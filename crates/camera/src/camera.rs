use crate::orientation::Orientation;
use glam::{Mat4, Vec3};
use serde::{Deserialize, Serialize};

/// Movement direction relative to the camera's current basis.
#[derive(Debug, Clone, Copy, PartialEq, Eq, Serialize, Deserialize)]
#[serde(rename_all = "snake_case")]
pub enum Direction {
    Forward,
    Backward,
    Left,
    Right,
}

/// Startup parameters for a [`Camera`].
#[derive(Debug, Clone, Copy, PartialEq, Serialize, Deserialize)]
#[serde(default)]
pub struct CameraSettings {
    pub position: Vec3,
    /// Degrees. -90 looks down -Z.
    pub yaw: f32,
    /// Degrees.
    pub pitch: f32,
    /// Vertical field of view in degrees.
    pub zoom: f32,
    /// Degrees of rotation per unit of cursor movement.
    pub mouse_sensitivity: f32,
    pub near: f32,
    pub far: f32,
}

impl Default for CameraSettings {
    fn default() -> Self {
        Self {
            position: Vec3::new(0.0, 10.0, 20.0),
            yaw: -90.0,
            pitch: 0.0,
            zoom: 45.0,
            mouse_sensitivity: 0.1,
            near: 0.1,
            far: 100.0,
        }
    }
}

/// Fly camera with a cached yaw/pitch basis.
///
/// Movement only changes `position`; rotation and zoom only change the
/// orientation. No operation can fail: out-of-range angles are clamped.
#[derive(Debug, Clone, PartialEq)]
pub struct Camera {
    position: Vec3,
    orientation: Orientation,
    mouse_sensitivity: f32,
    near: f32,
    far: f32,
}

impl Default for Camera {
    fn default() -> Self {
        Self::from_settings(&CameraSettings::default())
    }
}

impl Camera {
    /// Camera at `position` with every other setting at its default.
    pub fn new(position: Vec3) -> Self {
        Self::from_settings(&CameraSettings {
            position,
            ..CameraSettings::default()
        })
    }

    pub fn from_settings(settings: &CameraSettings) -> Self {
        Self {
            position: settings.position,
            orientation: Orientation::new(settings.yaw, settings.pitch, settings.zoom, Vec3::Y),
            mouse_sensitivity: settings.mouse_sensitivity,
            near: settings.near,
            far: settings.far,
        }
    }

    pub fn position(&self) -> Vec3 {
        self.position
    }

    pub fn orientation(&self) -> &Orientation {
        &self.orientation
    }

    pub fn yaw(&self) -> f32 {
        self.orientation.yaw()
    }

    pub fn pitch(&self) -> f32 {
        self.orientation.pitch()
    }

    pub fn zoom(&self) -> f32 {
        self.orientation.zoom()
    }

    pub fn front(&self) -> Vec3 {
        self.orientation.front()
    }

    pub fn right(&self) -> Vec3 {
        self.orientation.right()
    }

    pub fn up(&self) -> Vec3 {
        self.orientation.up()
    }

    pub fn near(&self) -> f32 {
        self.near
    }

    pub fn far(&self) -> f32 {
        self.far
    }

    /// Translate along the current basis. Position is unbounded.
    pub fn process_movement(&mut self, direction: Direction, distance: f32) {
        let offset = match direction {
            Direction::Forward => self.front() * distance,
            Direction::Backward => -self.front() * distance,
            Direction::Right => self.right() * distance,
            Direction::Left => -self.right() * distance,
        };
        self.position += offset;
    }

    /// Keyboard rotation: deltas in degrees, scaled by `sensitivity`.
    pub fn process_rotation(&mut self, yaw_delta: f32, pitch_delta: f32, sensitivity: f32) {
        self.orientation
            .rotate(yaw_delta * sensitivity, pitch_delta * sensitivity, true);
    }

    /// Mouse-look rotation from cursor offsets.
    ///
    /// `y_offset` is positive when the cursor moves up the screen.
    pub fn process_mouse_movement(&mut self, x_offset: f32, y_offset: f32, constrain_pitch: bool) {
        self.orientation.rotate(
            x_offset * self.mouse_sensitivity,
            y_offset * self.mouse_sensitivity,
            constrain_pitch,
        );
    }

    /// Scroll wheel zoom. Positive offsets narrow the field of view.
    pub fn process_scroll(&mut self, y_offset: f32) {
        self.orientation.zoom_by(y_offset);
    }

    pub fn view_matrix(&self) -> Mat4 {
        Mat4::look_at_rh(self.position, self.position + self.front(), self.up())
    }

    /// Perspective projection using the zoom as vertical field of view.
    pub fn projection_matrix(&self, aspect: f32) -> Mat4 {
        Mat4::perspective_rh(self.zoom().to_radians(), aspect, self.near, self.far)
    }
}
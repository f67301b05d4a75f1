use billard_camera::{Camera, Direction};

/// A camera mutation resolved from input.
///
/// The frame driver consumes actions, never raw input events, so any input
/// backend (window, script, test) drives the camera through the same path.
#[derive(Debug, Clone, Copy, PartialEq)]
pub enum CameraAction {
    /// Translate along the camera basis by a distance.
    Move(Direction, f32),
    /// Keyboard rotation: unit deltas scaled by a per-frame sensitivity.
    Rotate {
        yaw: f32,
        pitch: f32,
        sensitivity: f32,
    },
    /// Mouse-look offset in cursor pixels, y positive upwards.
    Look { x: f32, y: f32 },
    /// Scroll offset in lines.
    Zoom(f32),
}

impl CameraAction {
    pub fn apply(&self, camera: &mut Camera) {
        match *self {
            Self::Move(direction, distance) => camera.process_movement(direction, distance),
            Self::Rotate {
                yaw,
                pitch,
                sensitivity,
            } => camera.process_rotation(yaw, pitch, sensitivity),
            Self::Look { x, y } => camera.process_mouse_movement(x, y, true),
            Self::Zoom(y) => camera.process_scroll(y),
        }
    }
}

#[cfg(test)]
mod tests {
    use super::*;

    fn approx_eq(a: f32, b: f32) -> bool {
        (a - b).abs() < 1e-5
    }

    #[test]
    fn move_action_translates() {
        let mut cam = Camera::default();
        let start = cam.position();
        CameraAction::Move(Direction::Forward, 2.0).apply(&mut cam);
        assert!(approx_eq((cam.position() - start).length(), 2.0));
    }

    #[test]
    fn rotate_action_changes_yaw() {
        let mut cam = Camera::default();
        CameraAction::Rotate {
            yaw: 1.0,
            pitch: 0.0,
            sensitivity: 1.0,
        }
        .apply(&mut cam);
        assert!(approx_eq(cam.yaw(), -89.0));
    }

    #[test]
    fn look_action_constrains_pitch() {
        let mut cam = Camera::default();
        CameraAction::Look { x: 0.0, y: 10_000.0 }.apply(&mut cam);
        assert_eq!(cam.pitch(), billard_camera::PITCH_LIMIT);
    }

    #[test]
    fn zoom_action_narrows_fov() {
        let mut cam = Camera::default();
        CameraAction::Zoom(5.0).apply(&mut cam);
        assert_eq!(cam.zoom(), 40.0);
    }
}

--

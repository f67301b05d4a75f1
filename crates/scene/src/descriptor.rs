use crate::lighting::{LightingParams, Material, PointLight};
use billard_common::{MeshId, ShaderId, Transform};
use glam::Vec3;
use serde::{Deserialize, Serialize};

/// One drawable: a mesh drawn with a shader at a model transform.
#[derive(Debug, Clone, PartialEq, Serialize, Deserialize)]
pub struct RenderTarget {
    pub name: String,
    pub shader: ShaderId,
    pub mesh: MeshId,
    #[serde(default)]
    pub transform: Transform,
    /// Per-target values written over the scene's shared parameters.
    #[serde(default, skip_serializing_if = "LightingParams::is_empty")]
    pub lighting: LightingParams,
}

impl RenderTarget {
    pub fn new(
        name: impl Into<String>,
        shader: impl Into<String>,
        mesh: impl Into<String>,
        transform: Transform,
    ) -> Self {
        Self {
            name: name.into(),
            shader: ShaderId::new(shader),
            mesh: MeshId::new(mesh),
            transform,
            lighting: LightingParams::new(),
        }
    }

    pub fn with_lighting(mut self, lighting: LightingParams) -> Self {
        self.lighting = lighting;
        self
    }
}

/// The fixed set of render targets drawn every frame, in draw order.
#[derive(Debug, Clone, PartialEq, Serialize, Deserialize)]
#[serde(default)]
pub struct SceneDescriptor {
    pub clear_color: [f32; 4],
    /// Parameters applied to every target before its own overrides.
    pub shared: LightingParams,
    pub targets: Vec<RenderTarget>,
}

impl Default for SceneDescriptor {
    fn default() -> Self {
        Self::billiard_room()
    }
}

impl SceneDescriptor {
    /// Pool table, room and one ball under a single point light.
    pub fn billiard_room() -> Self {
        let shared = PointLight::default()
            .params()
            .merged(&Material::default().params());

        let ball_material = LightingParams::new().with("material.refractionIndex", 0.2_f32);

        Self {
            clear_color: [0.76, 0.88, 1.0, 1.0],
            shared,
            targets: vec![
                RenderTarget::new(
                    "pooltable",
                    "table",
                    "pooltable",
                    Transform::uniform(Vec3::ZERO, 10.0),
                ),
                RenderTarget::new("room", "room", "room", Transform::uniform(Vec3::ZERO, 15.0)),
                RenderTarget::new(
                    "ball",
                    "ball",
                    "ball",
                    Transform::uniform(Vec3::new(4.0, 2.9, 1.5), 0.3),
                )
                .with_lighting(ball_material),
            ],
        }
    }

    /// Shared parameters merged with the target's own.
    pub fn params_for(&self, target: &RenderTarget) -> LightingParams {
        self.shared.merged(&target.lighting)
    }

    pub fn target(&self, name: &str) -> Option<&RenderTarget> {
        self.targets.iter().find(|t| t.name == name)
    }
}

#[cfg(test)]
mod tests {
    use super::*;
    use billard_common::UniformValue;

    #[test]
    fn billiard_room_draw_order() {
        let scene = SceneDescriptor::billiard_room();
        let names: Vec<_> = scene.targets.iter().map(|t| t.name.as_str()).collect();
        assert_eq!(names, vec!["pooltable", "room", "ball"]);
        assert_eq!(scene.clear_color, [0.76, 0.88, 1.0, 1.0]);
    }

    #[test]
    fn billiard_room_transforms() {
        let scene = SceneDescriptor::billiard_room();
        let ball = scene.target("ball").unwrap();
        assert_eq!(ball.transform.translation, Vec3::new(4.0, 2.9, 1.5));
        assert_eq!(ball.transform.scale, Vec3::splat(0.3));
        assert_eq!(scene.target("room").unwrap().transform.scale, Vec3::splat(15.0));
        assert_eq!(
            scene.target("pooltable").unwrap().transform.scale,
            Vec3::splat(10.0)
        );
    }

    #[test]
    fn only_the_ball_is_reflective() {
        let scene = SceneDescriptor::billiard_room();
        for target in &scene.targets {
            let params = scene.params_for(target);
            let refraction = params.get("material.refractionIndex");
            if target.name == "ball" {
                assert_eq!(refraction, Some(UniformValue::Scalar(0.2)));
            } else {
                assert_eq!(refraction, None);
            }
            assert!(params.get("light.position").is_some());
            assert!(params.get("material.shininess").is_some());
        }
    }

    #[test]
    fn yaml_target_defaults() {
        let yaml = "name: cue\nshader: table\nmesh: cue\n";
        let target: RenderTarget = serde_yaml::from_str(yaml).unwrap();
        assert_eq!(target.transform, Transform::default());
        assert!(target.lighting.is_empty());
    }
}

---

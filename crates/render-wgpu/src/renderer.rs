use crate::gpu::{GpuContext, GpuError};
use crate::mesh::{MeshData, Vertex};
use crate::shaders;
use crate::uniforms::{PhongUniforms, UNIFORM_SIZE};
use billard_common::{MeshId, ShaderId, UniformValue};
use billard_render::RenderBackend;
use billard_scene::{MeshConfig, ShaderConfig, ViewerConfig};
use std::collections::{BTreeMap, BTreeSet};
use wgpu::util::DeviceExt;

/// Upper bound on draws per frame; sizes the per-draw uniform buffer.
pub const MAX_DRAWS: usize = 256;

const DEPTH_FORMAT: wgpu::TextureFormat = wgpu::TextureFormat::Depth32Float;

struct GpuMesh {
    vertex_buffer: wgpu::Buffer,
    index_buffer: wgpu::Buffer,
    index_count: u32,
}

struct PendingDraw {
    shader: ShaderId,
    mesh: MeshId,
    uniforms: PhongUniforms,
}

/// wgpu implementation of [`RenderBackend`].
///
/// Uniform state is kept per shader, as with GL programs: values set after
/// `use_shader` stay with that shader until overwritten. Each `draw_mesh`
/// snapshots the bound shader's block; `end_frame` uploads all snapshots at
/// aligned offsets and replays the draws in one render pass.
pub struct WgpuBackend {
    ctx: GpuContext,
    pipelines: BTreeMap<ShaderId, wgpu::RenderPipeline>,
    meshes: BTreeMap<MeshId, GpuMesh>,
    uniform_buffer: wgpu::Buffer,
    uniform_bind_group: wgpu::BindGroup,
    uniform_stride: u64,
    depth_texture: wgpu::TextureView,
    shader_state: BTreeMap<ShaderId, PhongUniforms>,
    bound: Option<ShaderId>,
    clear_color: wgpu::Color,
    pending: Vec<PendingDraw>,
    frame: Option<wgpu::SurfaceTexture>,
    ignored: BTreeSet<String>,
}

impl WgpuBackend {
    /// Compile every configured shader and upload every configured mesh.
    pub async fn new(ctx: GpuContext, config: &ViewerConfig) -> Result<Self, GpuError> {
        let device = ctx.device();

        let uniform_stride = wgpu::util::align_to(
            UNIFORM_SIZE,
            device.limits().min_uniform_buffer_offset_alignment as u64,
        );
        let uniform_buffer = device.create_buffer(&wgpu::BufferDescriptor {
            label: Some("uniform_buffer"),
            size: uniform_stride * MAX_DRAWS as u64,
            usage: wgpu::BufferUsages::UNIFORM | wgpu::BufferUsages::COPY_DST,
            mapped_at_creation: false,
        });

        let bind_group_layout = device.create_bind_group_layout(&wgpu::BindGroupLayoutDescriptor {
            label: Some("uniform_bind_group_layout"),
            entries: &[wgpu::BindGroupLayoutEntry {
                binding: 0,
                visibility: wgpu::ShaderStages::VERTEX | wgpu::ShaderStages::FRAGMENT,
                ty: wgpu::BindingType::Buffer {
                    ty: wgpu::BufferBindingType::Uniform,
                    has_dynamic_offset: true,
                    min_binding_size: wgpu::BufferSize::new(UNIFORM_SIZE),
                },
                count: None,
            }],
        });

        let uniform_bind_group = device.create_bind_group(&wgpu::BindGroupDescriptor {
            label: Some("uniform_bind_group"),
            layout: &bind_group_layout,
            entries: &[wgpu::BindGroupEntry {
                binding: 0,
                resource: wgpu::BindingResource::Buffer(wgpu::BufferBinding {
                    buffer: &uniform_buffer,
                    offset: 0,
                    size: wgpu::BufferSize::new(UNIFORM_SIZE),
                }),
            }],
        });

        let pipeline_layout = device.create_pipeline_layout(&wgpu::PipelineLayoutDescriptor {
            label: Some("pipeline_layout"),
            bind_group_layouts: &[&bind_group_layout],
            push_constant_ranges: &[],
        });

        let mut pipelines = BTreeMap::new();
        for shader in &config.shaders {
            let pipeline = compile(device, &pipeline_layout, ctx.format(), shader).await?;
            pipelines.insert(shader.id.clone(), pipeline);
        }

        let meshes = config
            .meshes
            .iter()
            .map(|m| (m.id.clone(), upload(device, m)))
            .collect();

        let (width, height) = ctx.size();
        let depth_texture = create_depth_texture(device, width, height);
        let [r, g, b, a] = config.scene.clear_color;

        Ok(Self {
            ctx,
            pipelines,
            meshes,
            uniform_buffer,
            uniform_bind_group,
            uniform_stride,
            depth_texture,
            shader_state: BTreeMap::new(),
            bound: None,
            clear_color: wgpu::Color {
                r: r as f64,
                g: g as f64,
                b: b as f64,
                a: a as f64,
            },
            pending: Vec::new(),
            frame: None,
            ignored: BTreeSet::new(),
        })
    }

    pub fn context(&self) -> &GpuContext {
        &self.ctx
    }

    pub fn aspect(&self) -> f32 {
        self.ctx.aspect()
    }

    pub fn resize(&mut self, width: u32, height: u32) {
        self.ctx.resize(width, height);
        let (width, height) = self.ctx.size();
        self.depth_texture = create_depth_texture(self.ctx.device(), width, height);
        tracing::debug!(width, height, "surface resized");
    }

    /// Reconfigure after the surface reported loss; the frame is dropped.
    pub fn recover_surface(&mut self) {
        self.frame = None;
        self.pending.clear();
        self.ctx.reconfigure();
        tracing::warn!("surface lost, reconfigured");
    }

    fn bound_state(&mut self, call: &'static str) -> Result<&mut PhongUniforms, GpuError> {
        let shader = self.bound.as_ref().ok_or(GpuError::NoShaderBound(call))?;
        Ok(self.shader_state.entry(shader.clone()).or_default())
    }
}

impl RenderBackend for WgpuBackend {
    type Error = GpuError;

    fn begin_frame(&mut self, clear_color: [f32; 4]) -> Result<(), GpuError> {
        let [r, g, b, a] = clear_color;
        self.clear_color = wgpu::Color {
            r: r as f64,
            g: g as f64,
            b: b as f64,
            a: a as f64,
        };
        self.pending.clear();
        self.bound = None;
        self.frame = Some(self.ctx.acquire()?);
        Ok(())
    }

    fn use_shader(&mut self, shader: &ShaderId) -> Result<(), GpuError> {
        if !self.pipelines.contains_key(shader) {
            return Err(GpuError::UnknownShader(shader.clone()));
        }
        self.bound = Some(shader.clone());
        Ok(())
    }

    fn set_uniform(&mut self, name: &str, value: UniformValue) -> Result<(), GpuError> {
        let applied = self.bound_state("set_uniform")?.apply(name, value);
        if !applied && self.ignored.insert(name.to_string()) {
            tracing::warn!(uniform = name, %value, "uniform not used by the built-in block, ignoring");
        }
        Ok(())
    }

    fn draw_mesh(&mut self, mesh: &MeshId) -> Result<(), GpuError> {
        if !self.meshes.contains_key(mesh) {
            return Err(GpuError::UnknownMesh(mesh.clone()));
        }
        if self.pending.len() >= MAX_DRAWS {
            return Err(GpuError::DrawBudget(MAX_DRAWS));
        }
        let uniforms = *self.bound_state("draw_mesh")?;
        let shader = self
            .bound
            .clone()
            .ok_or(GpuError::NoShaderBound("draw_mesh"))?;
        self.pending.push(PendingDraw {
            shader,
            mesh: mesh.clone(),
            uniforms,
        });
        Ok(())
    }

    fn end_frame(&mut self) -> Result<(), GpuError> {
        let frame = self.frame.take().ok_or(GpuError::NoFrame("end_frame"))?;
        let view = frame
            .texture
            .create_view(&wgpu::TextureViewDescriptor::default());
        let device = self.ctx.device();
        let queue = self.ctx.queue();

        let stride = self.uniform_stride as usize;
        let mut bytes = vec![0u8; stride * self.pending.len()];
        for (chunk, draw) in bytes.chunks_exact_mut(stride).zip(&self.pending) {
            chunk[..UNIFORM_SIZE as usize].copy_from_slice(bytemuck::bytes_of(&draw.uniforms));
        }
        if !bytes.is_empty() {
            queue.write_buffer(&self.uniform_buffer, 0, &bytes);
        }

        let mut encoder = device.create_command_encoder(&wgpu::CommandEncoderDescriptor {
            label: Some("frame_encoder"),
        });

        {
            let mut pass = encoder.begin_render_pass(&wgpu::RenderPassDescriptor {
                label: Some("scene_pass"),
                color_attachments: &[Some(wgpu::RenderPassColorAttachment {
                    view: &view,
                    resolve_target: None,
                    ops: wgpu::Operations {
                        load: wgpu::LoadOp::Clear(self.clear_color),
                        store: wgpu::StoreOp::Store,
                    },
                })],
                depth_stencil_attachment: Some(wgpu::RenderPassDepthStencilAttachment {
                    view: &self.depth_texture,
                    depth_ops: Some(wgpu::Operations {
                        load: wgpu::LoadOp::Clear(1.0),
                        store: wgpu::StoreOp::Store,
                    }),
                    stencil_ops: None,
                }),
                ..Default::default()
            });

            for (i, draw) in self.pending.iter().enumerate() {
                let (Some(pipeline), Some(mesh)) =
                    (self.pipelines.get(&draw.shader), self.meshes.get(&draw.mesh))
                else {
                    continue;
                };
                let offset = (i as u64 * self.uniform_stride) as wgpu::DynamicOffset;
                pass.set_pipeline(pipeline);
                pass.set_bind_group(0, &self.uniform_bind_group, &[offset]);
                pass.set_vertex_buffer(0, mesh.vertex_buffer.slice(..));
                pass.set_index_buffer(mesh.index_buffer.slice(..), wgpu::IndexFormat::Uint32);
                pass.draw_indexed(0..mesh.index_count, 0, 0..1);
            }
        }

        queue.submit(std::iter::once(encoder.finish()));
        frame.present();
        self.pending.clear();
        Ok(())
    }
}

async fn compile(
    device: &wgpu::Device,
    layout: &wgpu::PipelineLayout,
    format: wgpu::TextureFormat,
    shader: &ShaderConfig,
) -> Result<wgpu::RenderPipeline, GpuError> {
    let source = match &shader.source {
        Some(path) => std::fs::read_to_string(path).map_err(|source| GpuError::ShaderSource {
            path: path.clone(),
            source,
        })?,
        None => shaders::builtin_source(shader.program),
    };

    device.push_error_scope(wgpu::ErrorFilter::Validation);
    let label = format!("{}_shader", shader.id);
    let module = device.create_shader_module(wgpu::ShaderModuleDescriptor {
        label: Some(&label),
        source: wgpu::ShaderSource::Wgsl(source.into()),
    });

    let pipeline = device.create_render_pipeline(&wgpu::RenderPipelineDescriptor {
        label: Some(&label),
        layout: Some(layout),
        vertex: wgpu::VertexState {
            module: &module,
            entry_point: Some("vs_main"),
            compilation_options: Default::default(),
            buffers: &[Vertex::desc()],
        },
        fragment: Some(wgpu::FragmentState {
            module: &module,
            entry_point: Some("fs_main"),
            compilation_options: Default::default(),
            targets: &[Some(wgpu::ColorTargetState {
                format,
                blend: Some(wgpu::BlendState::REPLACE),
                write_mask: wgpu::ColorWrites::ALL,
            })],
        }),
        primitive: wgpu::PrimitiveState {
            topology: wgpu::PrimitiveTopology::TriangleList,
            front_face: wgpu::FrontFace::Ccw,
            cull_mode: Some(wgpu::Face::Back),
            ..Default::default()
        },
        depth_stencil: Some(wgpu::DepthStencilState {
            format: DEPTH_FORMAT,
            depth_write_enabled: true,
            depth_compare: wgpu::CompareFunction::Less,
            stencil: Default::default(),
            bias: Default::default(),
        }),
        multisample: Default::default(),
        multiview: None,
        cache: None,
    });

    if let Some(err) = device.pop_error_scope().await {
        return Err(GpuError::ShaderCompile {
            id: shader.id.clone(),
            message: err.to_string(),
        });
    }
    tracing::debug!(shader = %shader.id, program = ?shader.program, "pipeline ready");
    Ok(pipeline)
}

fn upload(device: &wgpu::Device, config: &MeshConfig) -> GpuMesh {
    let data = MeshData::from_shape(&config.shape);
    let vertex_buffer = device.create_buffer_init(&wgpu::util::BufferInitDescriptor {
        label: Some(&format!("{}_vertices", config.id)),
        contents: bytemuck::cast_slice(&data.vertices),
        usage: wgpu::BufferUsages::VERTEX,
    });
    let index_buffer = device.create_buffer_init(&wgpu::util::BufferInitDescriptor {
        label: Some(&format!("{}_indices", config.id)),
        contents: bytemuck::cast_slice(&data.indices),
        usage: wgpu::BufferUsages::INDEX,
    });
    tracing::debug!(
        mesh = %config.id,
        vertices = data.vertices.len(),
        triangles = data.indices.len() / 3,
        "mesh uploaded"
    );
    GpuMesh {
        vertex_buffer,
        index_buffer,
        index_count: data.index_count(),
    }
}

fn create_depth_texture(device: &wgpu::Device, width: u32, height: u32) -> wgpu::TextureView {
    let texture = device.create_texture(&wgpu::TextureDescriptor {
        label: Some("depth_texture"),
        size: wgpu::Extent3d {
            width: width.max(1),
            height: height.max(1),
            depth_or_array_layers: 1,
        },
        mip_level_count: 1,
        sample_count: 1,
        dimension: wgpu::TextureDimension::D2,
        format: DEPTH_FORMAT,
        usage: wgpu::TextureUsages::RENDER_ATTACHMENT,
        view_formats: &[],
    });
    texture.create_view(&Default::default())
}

Task
Going through the listing above, tally the lines that contain the word "call" and report the total alone.

Answer for the task
2